Community Seminars

Presentation Tips

How to Prepare for a Seminar

You may be nervous, but remember: You have valuable knowledge to share, and people respect your advice already. With a little preparation you can be successful; most of the work is already done for you, leaving you to focus on your patients.

How to prepare

Think about your audience and choose a topic that will be of interest to them. Hypertension could go over really well with a men’s social group at a golf club, whereas constipation may not be as relevant.

You are already a subject expert on all the topics, so just review and relax as you educate your patients. You do this every day on a one-on-one basis—think of this as simply a group counselling session.

Use this as an opportunity to market your business and tell attendees who you are, where you work and what you can do for them.

What you’ll need

You will need a computer with PowerPoint and a projector; many venues can provide these items for a small rental charge, if required. A presentation screen is ideal; however, a white wall or sheet can work in a pinch. Depending on your presentation style, you may find a wireless slide advancer useful, as you will be able to move around the room. Alternatively, you can get a colleague or helper to advance your slides for you.
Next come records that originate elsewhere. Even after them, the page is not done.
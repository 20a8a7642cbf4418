//! Human-friendly text output formatting
//!
//! Used when --format text is specified.

use super::types::*;

/// Format BuildResult as human-readable text
pub fn format_build_result(result: &BuildResult) -> String {
    let mut output = String::new();

    output.push_str(&format!("Expression: {}\n", result.display));
    output.push_str(&format!("Pattern:    {}\n", result.pattern));
    output.push_str(&format!("Flags:      {}\n", result.flags));
    if result.open_captures > 0 {
        output.push_str(&format!("Unclosed:   {} capture group(s)\n", result.open_captures));
    }
    output.push('\n');

    match (&result.engine, &result.error) {
        (Some(engine), _) => output.push_str(&format!("Compiles with {}\n", engine)),
        (None, Some(error)) => output.push_str(&format!("Invalid: {}\n", error)),
        (None, None) => {}
    }

    output
}

/// Format TestResult as human-readable text
pub fn format_test_result(result: &TestResult) -> String {
    let mut output = String::new();

    output.push_str(&format!("Pattern: /{}/{}\n", result.pattern, result.flags));
    output.push_str(&format!(
        "Engine:  {} ({})\n",
        result.engine,
        if result.engine == "regex" {
            "linear time"
        } else {
            "backtracking"
        }
    ));
    output.push('\n');

    if result.matched {
        for (i, m) in result.matches.iter().enumerate() {
            output.push_str(&format!(
                "Match {}: \"{}\" [{}..{}]\n",
                i + 1,
                m.text,
                m.index,
                m.end()
            ));

            for (group, text) in m.groups.iter().enumerate().skip(1) {
                match text {
                    Some(text) => output.push_str(&format!("  Group {}: \"{}\"\n", group, text)),
                    None => output.push_str(&format!("  Group {}: (unmatched)\n", group)),
                }
            }
        }
        output.push('\n');
        output.push_str(&format!(
            "{} match{} found\n",
            result.match_count,
            if result.match_count == 1 { "" } else { "es" },
        ));
    } else {
        output.push_str("No matches found\n");
    }

    output
}

/// Format ReplaceResult as human-readable text
pub fn format_replace_result(result: &ReplaceResult) -> String {
    let mut output = String::new();

    output.push_str(&format!("Pattern:     /{}/{}\n", result.pattern, result.flags));
    output.push_str(&format!("Replacement: {}\n", result.replacement));
    output.push('\n');
    output.push_str(&format!("Original: {}\n", result.original));
    output.push_str(&format!("Result:   {}\n", result.result));
    output.push('\n');
    output.push_str(&format!(
        "{} replacement{} made ({})\n",
        result.replacements_made,
        if result.replacements_made == 1 {
            ""
        } else {
            "s"
        },
        if result.global {
            "every match"
        } else {
            "first match only"
        }
    ));

    output
}

#[cfg(test)]
mod tests {
    use super::*;
    use verex::Match;

    #[test]
    fn test_format_test_result_lists_groups() {
        let result = TestResult {
            pattern: "(?:a)(b)?".to_string(),
            flags: "gm".to_string(),
            engine: "regex".to_string(),
            input_length: 1,
            matched: true,
            match_count: 1,
            matches: vec![Match {
                index: 0,
                text: "a".to_string(),
                groups: vec![Some("a".to_string()), None],
            }],
        };

        let text = format_test_result(&result);
        assert!(text.contains("Pattern: /(?:a)(b)?/gm"));
        assert!(text.contains("Match 1: \"a\" [0..1]"));
        assert!(text.contains("Group 1: (unmatched)"));
        assert!(text.contains("1 match found"));
    }

    #[test]
    fn test_format_build_result_reports_error() {
        let result = BuildResult {
            pattern: "(".to_string(),
            prefix: String::new(),
            source: "(".to_string(),
            suffix: String::new(),
            flags: "gm".to_string(),
            display: "/(/gm".to_string(),
            open_captures: 1,
            valid: false,
            engine: None,
            error: Some("unclosed group".to_string()),
        };

        let text = format_build_result(&result);
        assert!(text.contains("Unclosed:   1 capture group(s)"));
        assert!(text.contains("Invalid: unclosed group"));
    }

    #[test]
    fn test_format_replace_result_counts_replacements() {
        let result = ReplaceResult {
            pattern: "foo".to_string(),
            flags: "gm".to_string(),
            replacement: "bar".to_string(),
            original: "foofoo".to_string(),
            result: "barbar".to_string(),
            global: true,
            replacements_made: 2,
        };

        let text = format_replace_result(&result);
        assert!(text.contains("Result:   barbar"));
        assert!(text.contains("2 replacements made (every match)"));
    }
}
If you chose to pass out the one-page patient sheet after the presentation, be sure to print enough copies in advance. Depending on the group, you could also use a sign-up sheet to collect email addresses to send out an electronic copy. Less printing means less expense and is environmentally friendly.

Other tips

  • Arrive early and ensure that all equipment (e.g., computer, DVD player, projector, etc.) is set up and working.
  • Look for ways to add an interactive element. For the hypertension presentation, for example, you could bring an electronic blood-pressure machine and give a demonstration of proper technique.
  • If you open up the floor to questions, and there is silence, be prepared to talk about and answer some of the common questions you hear at the pharmacy.
  • Tell a success story about yourself or someone at your pharmacy that relates to the medical problem you are presenting; be careful not to disclose any identifiable patient information.
  • Rehearse your talk, and run it by family members or friends who can give you advice; take their criticism constructively.
  • You’re nervous, you’re scared, you’re normal! Many people fear public speaking. Follow these tips and you’ll see how easy it can be.